*Problem details*
The answer is every record that follows, printed exactly.

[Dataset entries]

-----

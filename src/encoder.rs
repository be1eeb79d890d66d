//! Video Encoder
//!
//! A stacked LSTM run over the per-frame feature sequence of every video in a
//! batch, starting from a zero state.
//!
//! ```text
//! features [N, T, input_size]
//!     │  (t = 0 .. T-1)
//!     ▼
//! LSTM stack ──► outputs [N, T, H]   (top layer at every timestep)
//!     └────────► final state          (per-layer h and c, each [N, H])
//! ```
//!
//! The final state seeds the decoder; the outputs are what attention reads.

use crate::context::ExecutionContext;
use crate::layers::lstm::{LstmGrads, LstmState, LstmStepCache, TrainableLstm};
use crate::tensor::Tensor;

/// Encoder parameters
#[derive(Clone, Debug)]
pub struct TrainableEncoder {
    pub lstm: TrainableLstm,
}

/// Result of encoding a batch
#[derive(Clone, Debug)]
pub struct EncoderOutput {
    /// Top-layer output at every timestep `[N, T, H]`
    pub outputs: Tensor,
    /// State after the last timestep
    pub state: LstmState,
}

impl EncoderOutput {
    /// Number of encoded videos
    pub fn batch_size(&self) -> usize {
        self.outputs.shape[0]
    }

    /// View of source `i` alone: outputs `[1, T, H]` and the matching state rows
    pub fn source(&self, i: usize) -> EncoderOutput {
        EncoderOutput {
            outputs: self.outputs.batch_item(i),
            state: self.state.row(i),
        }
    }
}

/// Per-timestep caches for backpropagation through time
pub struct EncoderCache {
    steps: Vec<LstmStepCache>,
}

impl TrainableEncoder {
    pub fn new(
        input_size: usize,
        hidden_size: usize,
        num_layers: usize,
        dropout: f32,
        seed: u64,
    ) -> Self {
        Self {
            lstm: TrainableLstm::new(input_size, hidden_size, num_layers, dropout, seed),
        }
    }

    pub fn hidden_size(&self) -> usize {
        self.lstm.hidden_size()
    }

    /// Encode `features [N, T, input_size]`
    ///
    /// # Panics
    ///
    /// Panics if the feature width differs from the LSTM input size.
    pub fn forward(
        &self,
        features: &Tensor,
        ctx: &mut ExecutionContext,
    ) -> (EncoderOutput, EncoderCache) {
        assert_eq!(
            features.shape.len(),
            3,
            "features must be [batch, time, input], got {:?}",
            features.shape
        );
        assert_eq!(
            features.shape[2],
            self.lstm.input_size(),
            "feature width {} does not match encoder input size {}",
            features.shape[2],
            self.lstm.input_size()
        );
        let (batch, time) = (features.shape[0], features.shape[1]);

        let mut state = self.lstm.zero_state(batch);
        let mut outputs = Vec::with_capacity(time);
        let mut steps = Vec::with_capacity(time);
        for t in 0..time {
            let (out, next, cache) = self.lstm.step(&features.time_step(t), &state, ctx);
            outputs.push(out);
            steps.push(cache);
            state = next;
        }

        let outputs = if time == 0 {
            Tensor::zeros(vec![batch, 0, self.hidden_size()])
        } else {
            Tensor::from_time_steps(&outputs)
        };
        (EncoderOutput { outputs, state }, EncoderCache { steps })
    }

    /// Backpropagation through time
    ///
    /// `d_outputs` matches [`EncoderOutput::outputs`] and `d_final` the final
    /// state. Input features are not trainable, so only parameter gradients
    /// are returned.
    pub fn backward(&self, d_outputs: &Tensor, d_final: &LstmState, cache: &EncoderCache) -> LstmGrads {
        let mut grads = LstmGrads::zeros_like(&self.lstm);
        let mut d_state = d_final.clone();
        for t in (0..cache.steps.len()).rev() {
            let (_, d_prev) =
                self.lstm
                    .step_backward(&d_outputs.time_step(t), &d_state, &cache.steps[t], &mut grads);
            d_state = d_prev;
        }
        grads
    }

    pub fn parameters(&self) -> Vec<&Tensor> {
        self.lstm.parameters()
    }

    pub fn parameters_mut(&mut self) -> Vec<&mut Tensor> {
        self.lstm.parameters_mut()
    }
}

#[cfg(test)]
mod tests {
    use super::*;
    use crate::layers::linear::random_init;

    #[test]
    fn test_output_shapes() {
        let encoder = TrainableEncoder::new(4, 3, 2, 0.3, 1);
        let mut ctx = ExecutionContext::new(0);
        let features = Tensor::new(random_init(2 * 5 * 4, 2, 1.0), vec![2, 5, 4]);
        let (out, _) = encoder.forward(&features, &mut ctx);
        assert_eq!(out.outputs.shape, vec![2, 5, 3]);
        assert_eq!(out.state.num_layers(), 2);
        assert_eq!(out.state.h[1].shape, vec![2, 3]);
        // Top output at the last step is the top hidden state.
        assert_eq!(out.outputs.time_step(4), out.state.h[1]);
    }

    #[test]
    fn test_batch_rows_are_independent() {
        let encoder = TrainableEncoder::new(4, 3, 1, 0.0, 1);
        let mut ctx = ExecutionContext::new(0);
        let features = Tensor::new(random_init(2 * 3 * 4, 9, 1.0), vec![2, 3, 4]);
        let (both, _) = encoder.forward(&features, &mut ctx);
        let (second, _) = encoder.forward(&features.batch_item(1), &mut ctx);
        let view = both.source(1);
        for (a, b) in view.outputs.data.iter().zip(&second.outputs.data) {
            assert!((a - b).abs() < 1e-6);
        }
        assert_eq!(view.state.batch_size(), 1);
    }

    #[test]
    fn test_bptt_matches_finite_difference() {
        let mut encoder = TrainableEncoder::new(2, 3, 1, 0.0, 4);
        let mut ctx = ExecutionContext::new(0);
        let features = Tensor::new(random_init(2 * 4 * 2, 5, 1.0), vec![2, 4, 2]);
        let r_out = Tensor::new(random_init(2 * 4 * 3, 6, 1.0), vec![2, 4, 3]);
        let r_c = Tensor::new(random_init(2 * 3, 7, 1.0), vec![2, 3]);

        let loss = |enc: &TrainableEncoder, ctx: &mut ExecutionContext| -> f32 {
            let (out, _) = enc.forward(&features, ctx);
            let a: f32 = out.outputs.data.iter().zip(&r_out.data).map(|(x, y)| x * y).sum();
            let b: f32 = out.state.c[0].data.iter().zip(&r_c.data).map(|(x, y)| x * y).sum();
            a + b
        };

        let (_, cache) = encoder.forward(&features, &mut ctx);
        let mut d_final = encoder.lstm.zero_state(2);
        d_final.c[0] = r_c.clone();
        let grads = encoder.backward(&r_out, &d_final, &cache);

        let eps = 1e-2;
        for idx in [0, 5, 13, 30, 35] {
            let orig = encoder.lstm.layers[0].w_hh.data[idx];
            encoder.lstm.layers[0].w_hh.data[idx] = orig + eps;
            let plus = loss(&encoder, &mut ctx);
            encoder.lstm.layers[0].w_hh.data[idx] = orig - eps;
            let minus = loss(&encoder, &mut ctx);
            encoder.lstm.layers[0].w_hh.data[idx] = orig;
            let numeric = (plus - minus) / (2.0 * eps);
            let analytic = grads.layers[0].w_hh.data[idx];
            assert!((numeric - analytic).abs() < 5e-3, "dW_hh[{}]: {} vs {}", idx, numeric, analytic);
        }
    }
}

-----

*Response box*
filename src/encoder.rs
repository be1eeb79d890d66d
//! Video Encoder
//!
//! A stacked LSTM run over the per-frame feature sequence of every video in a
//! batch, starting from a zero state.
//!
//! ```text
//! features [N, T, input_size]
//!     │  (t = 0 .. T-1)
//!     ▼
//! LSTM stack ──► outputs [N, T, H]   (top layer at every timestep)
//!     └────────► final state          (per-layer h and c, each [N, H])
//! ```
//!
//! The final state seeds the decoder; the outputs are what attention reads.

use crate::context::ExecutionContext;
use crate::layers::lstm::{LstmGrads, LstmState, LstmStepCache, TrainableLstm};
use crate::tensor::Tensor;

/// Encoder parameters
#[derive(Clone, Debug)]
pub struct TrainableEncoder {
    pub lstm: TrainableLstm,
}

/// Result of encoding a batch
#[derive(Clone, Debug)]
pub struct EncoderOutput {
    /// Top-layer output at every timestep `[N, T, H]`
    pub outputs: Tensor,
    /// State after the last timestep
    pub state: LstmState,
}

impl EncoderOutput {
    /// Number of encoded videos
    pub fn batch_size(&self) -> usize {
        self.outputs.shape[0]
    }

    /// View of source `i` alone: outputs `[1, T, H]` and the matching state rows
    pub fn source(&self, i: usize) -> EncoderOutput {
        EncoderOutput {
            outputs: self.outputs.batch_item(i),
            state: self.state.row(i),
        }
    }
}

/// Per-timestep caches for backpropagation through time
pub struct EncoderCache {
    steps: Vec<LstmStepCache>,
}

impl TrainableEncoder {
    pub fn new(
        input_size: usize,
        hidden_size: usize,
        num_layers: usize,
        dropout: f32,
        seed: u64,
    ) -> Self {
        Self {
            lstm: TrainableLstm::new(input_size, hidden_size, num_layers, dropout, seed),
        }
    }

    pub fn hidden_size(&self) -> usize {
        self.lstm.hidden_size()
    }

    /// Encode `features [N, T, input_size]`
    ///
    /// # Panics
    ///
    /// Panics if the feature width differs from the LSTM input size.
    pub fn forward(
        &self,
        features: &Tensor,
        ctx: &mut ExecutionContext,
    ) -> (EncoderOutput, EncoderCache) {
        assert_eq!(
            features.shape.len(),
            3,
            "features must be [batch, time, input], got {:?}",
            features.shape
        );
        assert_eq!(
            features.shape[2],
            self.lstm.input_size(),
            "feature width {} does not match encoder input size {}",
            features.shape[2],
            self.lstm.input_size()
        );
        let (batch, time) = (features.shape[0], features.shape[1]);

        let mut state = self.lstm.zero_state(batch);
        let mut outputs = Vec::with_capacity(time);
        let mut steps = Vec::with_capacity(time);
        for t in 0..time {
            let (out, next, cache) = self.lstm.step(&features.time_step(t), &state, ctx);
            outputs.push(out);
            steps.push(cache);
            state = next;
        }

        let outputs = if time == 0 {
            Tensor::zeros(vec![batch, 0, self.hidden_size()])
        } else {
            Tensor::from_time_steps(&outputs)
        };
        (EncoderOutput { outputs, state }, EncoderCache { steps })
    }

    /// Backpropagation through time
    ///
    /// `d_outputs` matches [`EncoderOutput::outputs`] and `d_final` the final
    /// state. Input features are not trainable, so only parameter gradients
    /// are returned.
    pub fn backward(&self, d_outputs: &Tensor, d_final: &LstmState, cache: &EncoderCache) -> LstmGrads {
        let mut grads = LstmGrads::zeros_like(&self.lstm);
        let mut d_state = d_final.clone();
        for t in (0..cache.steps.len()).rev() {
            let (_, d_prev) =
                self.lstm
                    .step_backward(&d_outputs.time_step(t), &d_state, &cache.steps[t], &mut grads);
            d_state = d_prev;
        }
        grads
    }

    pub fn parameters(&self) -> Vec<&Tensor> {
        self.lstm.parameters()
    }

    pub fn parameters_mut(&mut self) -> Vec<&mut Tensor> {
        self.lstm.parameters_mut()
    }
}

#[cfg(test)]
mod tests {
    use super::*;
    use crate::layers::linear::random_init;

    #[test]
    fn test_output_shapes() {
        let encoder = TrainableEncoder::new(4, 3, 2, 0.3, 1);
        let mut ctx = ExecutionContext::new(0);
        let features = Tensor::new(random_init(2 * 5 * 4, 2, 1.0), vec![2, 5, 4]);
        let (out, _) = encoder.forward(&features, &mut ctx);
        assert_eq!(out.outputs.shape, vec![2, 5, 3]);
        assert_eq!(out.state.num_layers(), 2);
        assert_eq!(out.state.h[1].shape, vec![2, 3]);
        // Top output at the last step is the top hidden state.
        assert_eq!(out.outputs.time_step(4), out.state.h[1]);
    }

    #[test]
    fn test_batch_rows_are_independent() {
        let encoder = TrainableEncoder::new(4, 3, 1, 0.0, 1);
        let mut ctx = ExecutionContext::new(0);
        let features = Tensor::new(random_init(2 * 3 * 4, 9, 1.0), vec![2, 3, 4]);
        let (both, _) = encoder.forward(&features, &mut ctx);
        let (second, _) = encoder.forward(&features.batch_item(1), &mut ctx);
        let view = both.source(1);
        for (a, b) in view.outputs.data.iter().zip(&second.outputs.data) {
            assert!((a - b).abs() < 1e-6);
        }
        assert_eq!(view.state.batch_size(), 1);
    }

    #[test]
    fn test_bptt_matches_finite_difference() {
        let mut encoder = TrainableEncoder::new(2, 3, 1, 0.0, 4);
        let mut ctx = ExecutionContext::new(0);
        let features = Tensor::new(random_init(2 * 4 * 2, 5, 1.0), vec![2, 4, 2]);
        let r_out = Tensor::new(random_init(2 * 4 * 3, 6, 1.0), vec![2, 4, 3]);
        let r_c = Tensor::new(random_init(2 * 3, 7, 1.0), vec![2, 3]);

        let loss = |enc: &TrainableEncoder, ctx: &mut ExecutionContext| -> f32 {
            let (out, _) = enc.forward(&features, ctx);
            let a: f32 = out.outputs.data.iter().zip(&r_out.data).map(|(x, y)| x * y).sum();
            let b: f32 = out.state.c[0].data.iter().zip(&r_c.data).map(|(x, y)| x * y).sum();
            a + b
        };

        let (_, cache) = encoder.forward(&features, &mut ctx);
        let mut d_final = encoder.lstm.zero_state(2);
        d_final.c[0] = r_c.clone();
        let grads = encoder.backward(&r_out, &d_final, &cache);

        let eps = 1e-2;
        for idx in [0, 5, 13, 30, 35] {
            let orig = encoder.lstm.layers[0].w_hh.data[idx];
            encoder.lstm.layers[0].w_hh.data[idx] = orig + eps;
            let plus = loss(&encoder, &mut ctx);
            encoder.lstm.layers[0].w_hh.data[idx] = orig - eps;
            let minus = loss(&encoder, &mut ctx);
            encoder.lstm.layers[0].w_hh.data[idx] = orig;
            let numeric = (plus - minus) / (2.0 * eps);
            let analytic = grads.layers[0].w_hh.data[idx];
            assert!((numeric - analytic).abs() < 5e-3, "dW_hh[{}]: {} vs {}", idx, numeric, analytic);
        }
    }
}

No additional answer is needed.